Many were hanging high hopes on Apple’s flagship handset and its climbing average selling price (ASP). The 41.3 million iPhones shipped during the third quarter is basically flat from the year-ago period, but the ASP of $724 is a notable jump from the year-ago period. That ASP bump is likely be because of the pricey iPhone X, which starts at $999.
Services: Investors have been watching closely as Apple ups its software and services revenue — a catch-all category that includes the App Store, Apple Care, Apple Pay, iTunes and cloud services. The segment has been outpacing iPhone revenue growth for several quarters.
Apple posted $9.55 billion in software and services revenue for the third quarter, beating out Wall Street estimates of $9.21 billion. CEO Tim Cook said in January 2017 the company hoped to double services revenue to more than $14 billion a quarter by 2020. Wall Street analysts predicted the segment would generate $9.2 billion for the third quarter.
Forward-looking guidance: Apple’s most recent quarterly reports have been weighed down by speculation of smartphone market saturation and the end of the so-called “supercycle.” So as Apple looks ahead to its fiscal fourth quarter, when it traditionally introduces new iPhone models, the company’s guidance could shed light on Apple’s ongoing handset ambitions. Apple typically launches new iPhone models at the end of the quarter, in mid-September.

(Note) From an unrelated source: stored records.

use crate::types::{FilterSelection, NormalizedSeries};
use std::collections::BTreeSet;
use tracing::{debug, warn};

/// Records matching every constraint in `selection`, in series order.
/// An empty result is valid.
pub fn apply_filter(series: &NormalizedSeries, selection: &FilterSelection) -> NormalizedSeries {
    if selection.is_unconstrained() {
        return series.clone();
    }
    let records: Vec<_> = series
        .iter()
        .filter(|r| selection.matches(r))
        .cloned()
        .collect();
    if records.is_empty() {
        warn!("Filter {:?} matched no records", selection);
    } else {
        debug!("Filter kept {} of {} records", records.len(), series.len());
    }
    NormalizedSeries::new(records)
}

/// Sorted distinct values of a categorical field, for populating a selector.
pub fn selector_options(series: &NormalizedSeries, field: &str) -> Vec<String> {
    let set: BTreeSet<&str> = series.iter().filter_map(|r| r.attribute(field)).collect();
    set.into_iter().map(|s| s.to_string()).collect()
}

/// What a typed selector answer means.
#[derive(Debug, Clone, Copy, PartialEq, Eq)]
pub enum SelectorChoice<'a> {
    All,
    Value(&'a str),
    Invalid,
}

/// Resolve a selector answer: `0`, a blank line or `all_label` clear the
/// constraint; `1..=n` or an exact option name pick a value.
pub fn resolve_selector_choice<'a>(
    choice: &str,
    options: &'a [String],
    all_label: &str,
) -> SelectorChoice<'a> {
    let choice = choice.trim();
    if choice.is_empty() || choice.eq_ignore_ascii_case(all_label) {
        return SelectorChoice::All;
    }
    if let Ok(n) = choice.parse::<usize>() {
        return match n {
            0 => SelectorChoice::All,
            n => options
                .get(n - 1)
                .map(|o| SelectorChoice::Value(o.as_str()))
                .unwrap_or(SelectorChoice::Invalid),
        };
    }
    options
        .iter()
        .find(|o| o.as_str() == choice)
        .map(|o| SelectorChoice::Value(o.as_str()))
        .unwrap_or(SelectorChoice::Invalid)
}
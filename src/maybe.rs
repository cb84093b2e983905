//! Optional computation that short-circuits on absence
//!
//! `Maybe<T>` is either `Just(value)` or `Nothing`. Binding a step to `Just`
//! runs the step; binding a step to `Nothing` skips it. `Nothing` is
//! absorbing, so once any step of a pipeline yields `Nothing`, the rest of the
//! pipeline is skipped and the result stays `Nothing`.
//!
//! Absence is not an error. It is an ordinary outcome the caller inspects
//! with [`Maybe::is_nothing`] after the pipeline has run.
//!
//! # Examples
//!
//! ```rust
//! use millrace::{Maybe, Monad};
//!
//! fn checked_sqrt(x: f64) -> Maybe<f64> {
//!     if x >= 0.0 { Maybe::just(x.sqrt()) } else { Maybe::nothing() }
//! }
//!
//! let root = Maybe::unit(16.0).bind(checked_sqrt);
//! assert_eq!(root, Maybe::just(4.0));
//!
//! let missing = Maybe::unit(-1.0).bind(checked_sqrt).bind(checked_sqrt);
//! assert!(missing.is_nothing());
//! ```

use std::fmt;
use std::str::FromStr;

use crate::{ContractViolation, Monad};

/// An optional value that short-circuits composition when absent.
#[derive(Clone, Copy, Debug, PartialEq, Eq, Hash, PartialOrd, Ord)]
#[cfg_attr(feature = "serde", derive(serde::Serialize, serde::Deserialize))]
pub enum Maybe<T> {
    /// A present value.
    Just(T),
    /// No value. Every later `bind` is skipped.
    Nothing,
}

/// The two states a [`Maybe`] can be in, without the payload.
#[derive(Clone, Copy, Debug, PartialEq, Eq, Hash)]
#[cfg_attr(feature = "serde", derive(serde::Serialize, serde::Deserialize))]
#[cfg_attr(feature = "serde", serde(rename_all = "lowercase"))]
pub enum MaybeState {
    /// A value is present.
    Just,
    /// No value is present.
    Nothing,
}

impl MaybeState {
    /// The lowercase name of the state.
    pub fn as_str(&self) -> &'static str {
        match self {
            MaybeState::Just => "just",
            MaybeState::Nothing => "nothing",
        }
    }
}

impl fmt::Display for MaybeState {
    fn fmt(&self, f: &mut fmt::Formatter<'_>) -> fmt::Result {
        f.write_str(self.as_str())
    }
}

impl FromStr for MaybeState {
    type Err = ContractViolation;

    /// Parse `"just"` or `"nothing"`.
    ///
    /// ```
    /// use millrace::MaybeState;
    ///
    /// assert_eq!("just".parse::<MaybeState>(), Ok(MaybeState::Just));
    /// assert!("sometimes".parse::<MaybeState>().is_err());
    /// ```
    fn from_str(s: &str) -> Result<Self, Self::Err> {
        match s {
            "just" => Ok(MaybeState::Just),
            "nothing" => Ok(MaybeState::Nothing),
            other => Err(ContractViolation::UnknownMaybeState(other.to_string())),
        }
    }
}

impl<T> Maybe<T> {
    // ========== Constructors ==========

    /// Create a present value.
    #[inline]
    pub fn just(value: T) -> Self {
        Maybe::Just(value)
    }

    /// Create an absent value.
    #[inline]
    pub fn nothing() -> Self {
        Maybe::Nothing
    }

    /// Build a `Maybe` from an explicit state and a candidate value.
    ///
    /// In the `Nothing` state the value is dropped, so a `Nothing` never
    /// carries a payload.
    ///
    /// ```
    /// use millrace::{Maybe, MaybeState};
    ///
    /// assert_eq!(Maybe::from_state(MaybeState::Just, 3), Maybe::just(3));
    /// assert_eq!(Maybe::from_state(MaybeState::Nothing, 3), Maybe::nothing());
    ///
    /// let parsed = "nothing".parse::<MaybeState>().map(|state| Maybe::from_state(state, 3));
    /// assert_eq!(parsed, Ok(Maybe::nothing()));
    /// ```
    pub fn from_state(state: MaybeState, value: T) -> Self {
        match state {
            MaybeState::Just => Maybe::Just(value),
            MaybeState::Nothing => Maybe::Nothing,
        }
    }

    // ========== Predicates ==========

    /// Returns `true` if a value is present.
    #[inline]
    pub fn is_just(&self) -> bool {
        matches!(self, Maybe::Just(_))
    }

    /// Returns `true` if no value is present.
    ///
    /// This is how a pipeline's failure is detected; `Nothing` is never raised
    /// as an error.
    #[inline]
    pub fn is_nothing(&self) -> bool {
        matches!(self, Maybe::Nothing)
    }

    /// The state of this value.
    #[inline]
    pub fn state(&self) -> MaybeState {
        match self {
            Maybe::Just(_) => MaybeState::Just,
            Maybe::Nothing => MaybeState::Nothing,
        }
    }

    // ========== Extractors ==========

    /// Borrow the payload if present.
    #[inline]
    pub fn value(&self) -> Option<&T> {
        match self {
            Maybe::Just(value) => Some(value),
            Maybe::Nothing => None,
        }
    }

    /// Convert into a standard `Option`.
    #[inline]
    pub fn into_option(self) -> Option<T> {
        self.into()
    }

    /// Return the payload or `default` when absent.
    #[inline]
    pub fn unwrap_or(self, default: T) -> T {
        match self {
            Maybe::Just(value) => value,
            Maybe::Nothing => default,
        }
    }
}

impl<T> Monad for Maybe<T> {
    type Value = T;
    type With<U> = Maybe<U>;

    #[inline]
    fn unit(value: T) -> Self {
        Maybe::Just(value)
    }

    fn bind<U, F>(self, f: F) -> Maybe<U>
    where
        F: FnOnce(T) -> Maybe<U>,
    {
        match self {
            Maybe::Just(value) => f(value),
            Maybe::Nothing => {
                #[cfg(feature = "tracing")]
                tracing::trace!("maybe is nothing, skipping bound step");
                Maybe::Nothing
            }
        }
    }

    #[inline]
    fn fmap<U, G>(self, g: G) -> Maybe<U>
    where
        G: FnOnce(T) -> U,
    {
        match self {
            Maybe::Just(value) => Maybe::Just(g(value)),
            Maybe::Nothing => Maybe::Nothing,
        }
    }
}

impl<T> Default for Maybe<T> {
    fn default() -> Self {
        Maybe::Nothing
    }
}

impl<T> From<Option<T>> for Maybe<T> {
    fn from(option: Option<T>) -> Self {
        match option {
            Some(value) => Maybe::Just(value),
            None => Maybe::Nothing,
        }
    }
}

impl<T> From<Maybe<T>> for Option<T> {
    fn from(maybe: Maybe<T>) -> Self {
        match maybe {
            Maybe::Just(value) => Some(value),
            Maybe::Nothing => None,
        }
    }
}

impl<T: fmt::Display> fmt::Display for Maybe<T> {
    fn fmt(&self, f: &mut fmt::Formatter<'_>) -> fmt::Result {
        match self {
            Maybe::Just(value) => write!(f, "just {}", value),
            Maybe::Nothing => f.write_str("nothing"),
        }
    }
}
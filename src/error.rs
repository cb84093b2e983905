//! Contract violations that survive to runtime
//!
//! Most of the monad contract is enforced by the type system: a step handed to
//! [`bind`](crate::Monad::bind) must be a one-argument function returning the
//! same monad, and the compiler rejects anything else. What is left are the
//! invariants that can only be checked when data arrives from outside, such as
//! a Maybe state spelled as a string or an effect environment assembled by
//! hand.
//!
//! # Examples
//!
//! ```
//! use millrace::{ContractViolation, EffectDiff, Environment};
//!
//! let diffs = vec![EffectDiff::output(2, "b"), EffectDiff::output(1, "a")];
//! let err = Environment::try_from(diffs).unwrap_err();
//!
//! assert!(matches!(err, ContractViolation::UnorderedUnits { .. }));
//! assert_eq!(err.to_string(), "effect unit 1 follows unit 2; environments must be sorted by unit");
//! ```

use std::error::Error as StdError;
use std::fmt;

use crate::io::EffectUnit;

/// A value that breaks one of the invariants the monad containers rely on.
///
/// This is a programmer or configuration error. It is reported at the
/// construction site and never produced by `bind` or `fmap` themselves.
#[derive(Debug, Clone, PartialEq, Eq)]
pub enum ContractViolation {
    /// A Maybe state name other than `"just"` or `"nothing"`.
    UnknownMaybeState(String),
    /// Two diffs in one environment address the same unit.
    DuplicateUnit(EffectUnit),
    /// An environment whose units are not in ascending order.
    UnorderedUnits {
        /// The unit seen first.
        previous: EffectUnit,
        /// The smaller unit that followed it.
        next: EffectUnit,
    },
}

impl fmt::Display for ContractViolation {
    fn fmt(&self, f: &mut fmt::Formatter<'_>) -> fmt::Result {
        match self {
            ContractViolation::UnknownMaybeState(state) => write!(
                f,
                "unknown maybe state {:?}; expected \"just\" or \"nothing\"",
                state
            ),
            ContractViolation::DuplicateUnit(unit) => {
                write!(f, "effect unit {} appears more than once in one environment", unit)
            }
            ContractViolation::UnorderedUnits { previous, next } => write!(
                f,
                "effect unit {} follows unit {}; environments must be sorted by unit",
                next, previous
            ),
        }
    }
}

impl StdError for ContractViolation {}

Apple guided toward fourth-quarter revenue between $60 billion and $62 billion, edging out Wall Street predictions of $59.47 billion, according to StreetAccount.
China: Apple has so far avoided the fallout of an ongoing trade war with China. But with each country ratcheting up tariffs, Apple’s deep roots in China could start to feel the effects. Much of Apple’s supply chain is in China, and the mainland country accounts for the company’s second-largest source of revenue, according to FactSet, behind only the U.S.
The company attributed $9.55 billion in revenue to Greater China, an increase of 19 percent year over year.